» **Problem to solve**: What you give back should be exactly the opening lines of the data, ending with the line that contains "let mut commands = Vec::with_capacity(actuators.len()" and including it.

[Dataset entries]
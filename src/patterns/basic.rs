//! Fixed-timing patterns: static, pulse, sequential and stop-all.

use super::{delay_u32, PatternError};
use crate::types::{ActuatorId, LogicalCommand};

/// Start every actuator at 0 and stop it at `duration_ms`.
///
/// Output is all starts (in input order) followed by all stops.
pub fn compile_static(
    actuators: &[ActuatorId],
    duty: u8,
    freq_index: u8,
    duration_ms: u32,
) -> Vec<LogicalCommand> {
    let starts = actuators
        .iter()
        .map(|&a| LogicalCommand::start(a, duty, freq_index, 0));
    let stops = actuators
        .iter()
        .map(|&a| LogicalCommand::stop(a, duration_ms));
    starts.chain(stops).collect()
}

/// `repetitions` synchronous bursts: pulse `k` starts every actuator at
/// `k * (pulse_ms + pause_ms)` and stops them `pulse_ms` later.
pub fn compile_pulse(
    actuators: &[ActuatorId],
    duty: u8,
    freq_index: u8,
    pulse_ms: u32,
    pause_ms: u32,
    repetitions: u32,
) -> Result<Vec<LogicalCommand>, PatternError> {
    let period = u64::from(pulse_ms) + u64::from(pause_ms);
    let mut commands = Vec::new();

    for k in 0..u64::from(repetitions) {
        let on = delay_u32("pulse", k * period)?;
        let off = delay_u32("pulse", k * period + u64::from(pulse_ms))?;
        commands.extend(
            actuators
                .iter()
                .map(|&a| LogicalCommand::start(a, duty, freq_index, on)),
        );
        commands.extend(actuators.iter().map(|&a| LogicalCommand::stop(a, off)));
    }

    Ok(commands)
}

/// Actuator `i` runs over `[i * (duration_ms + pause_ms), +duration_ms)`.
///
/// Active intervals never overlap, even with a zero pause, because each
/// interval is half-open.
pub fn compile_sequential(
    actuators: &[ActuatorId],
    duty: u8,
    freq_index: u8,
    duration_ms: u32,
    pause_ms: u32,
) -> Result<Vec<LogicalCommand>, PatternError> {
    let slot = u64::from(duration_ms) + u64::from(pause_ms);
    let mut commands = Vec::with_capacity(actuators.len() * 2);

    for (i, &actuator) in (0u64..).zip(actuators) {
        let on = i * slot;
        commands.push(LogicalCommand::start(
            actuator,
            duty,
            freq_index,
            delay_u32("sequential", on)?,
        ));
        commands.push(LogicalCommand::stop(
            actuator,
            delay_u32("sequential", on + u64::from(duration_ms))?,
        ));
    }

    Ok(commands)
}

/// Immediate stop for each actuator.
///
/// Sending this does not cancel commands the device has already scheduled;
/// it races with them.
pub fn compile_stop_all(actuators: &[ActuatorId]) -> Vec<LogicalCommand> {
    actuators
        .iter()
        .map(|&a| LogicalCommand::stop(a, 0))
        .collect()
}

» **Answer to the problem**:
filename src/patterns/basic.rs
//! Fixed-timing patterns: static, pulse, sequential and stop-all.

use super::{delay_u32, PatternError};
use crate::types::{ActuatorId, LogicalCommand};

/// Start every actuator at 0 and stop it at `duration_ms`.
///
/// Output is all starts (in input order) followed by all stops.
pub fn compile_static(
    actuators: &[ActuatorId],
    duty: u8,
    freq_index: u8,
    duration_ms: u32,
) -> Vec<LogicalCommand> {
    let starts = actuators
        .iter()
        .map(|&a| LogicalCommand::start(a, duty, freq_index, 0));
    let stops = actuators
        .iter()
        .map(|&a| LogicalCommand::stop(a, duration_ms));
    starts.chain(stops).collect()
}

/// `repetitions` synchronous bursts: pulse `k` starts every actuator at
/// `k * (pulse_ms + pause_ms)` and stops them `pulse_ms` later.
pub fn compile_pulse(
    actuators: &[ActuatorId],
    duty: u8,
    freq_index: u8,
    pulse_ms: u32,
    pause_ms: u32,
    repetitions: u32,
) -> Result<Vec<LogicalCommand>, PatternError> {
    let period = u64::from(pulse_ms) + u64::from(pause_ms);
    let mut commands = Vec::new();

    for k in 0..u64::from(repetitions) {
        let on = delay_u32("pulse", k * period)?;
        let off = delay_u32("pulse", k * period + u64::from(pulse_ms))?;
        commands.extend(
            actuators
                .iter()
                .map(|&a| LogicalCommand::start(a, duty, freq_index, on)),
        );
        commands.extend(actuators.iter().map(|&a| LogicalCommand::stop(a, off)));
    }

    Ok(commands)
}

/// Actuator `i` runs over `[i * (duration_ms + pause_ms), +duration_ms)`.
///
/// Active intervals never overlap, even with a zero pause, because each
/// interval is half-open.
pub fn compile_sequential(
    actuators: &[ActuatorId],
    duty: u8,
    freq_index: u8,
    duration_ms: u32,
    pause_ms: u32,
) -> Result<Vec<LogicalCommand>, PatternError> {
    let slot = u64::from(duration_ms) + u64::from(pause_ms);
    let mut commands = Vec::with_capacity(actuators.len() * 2);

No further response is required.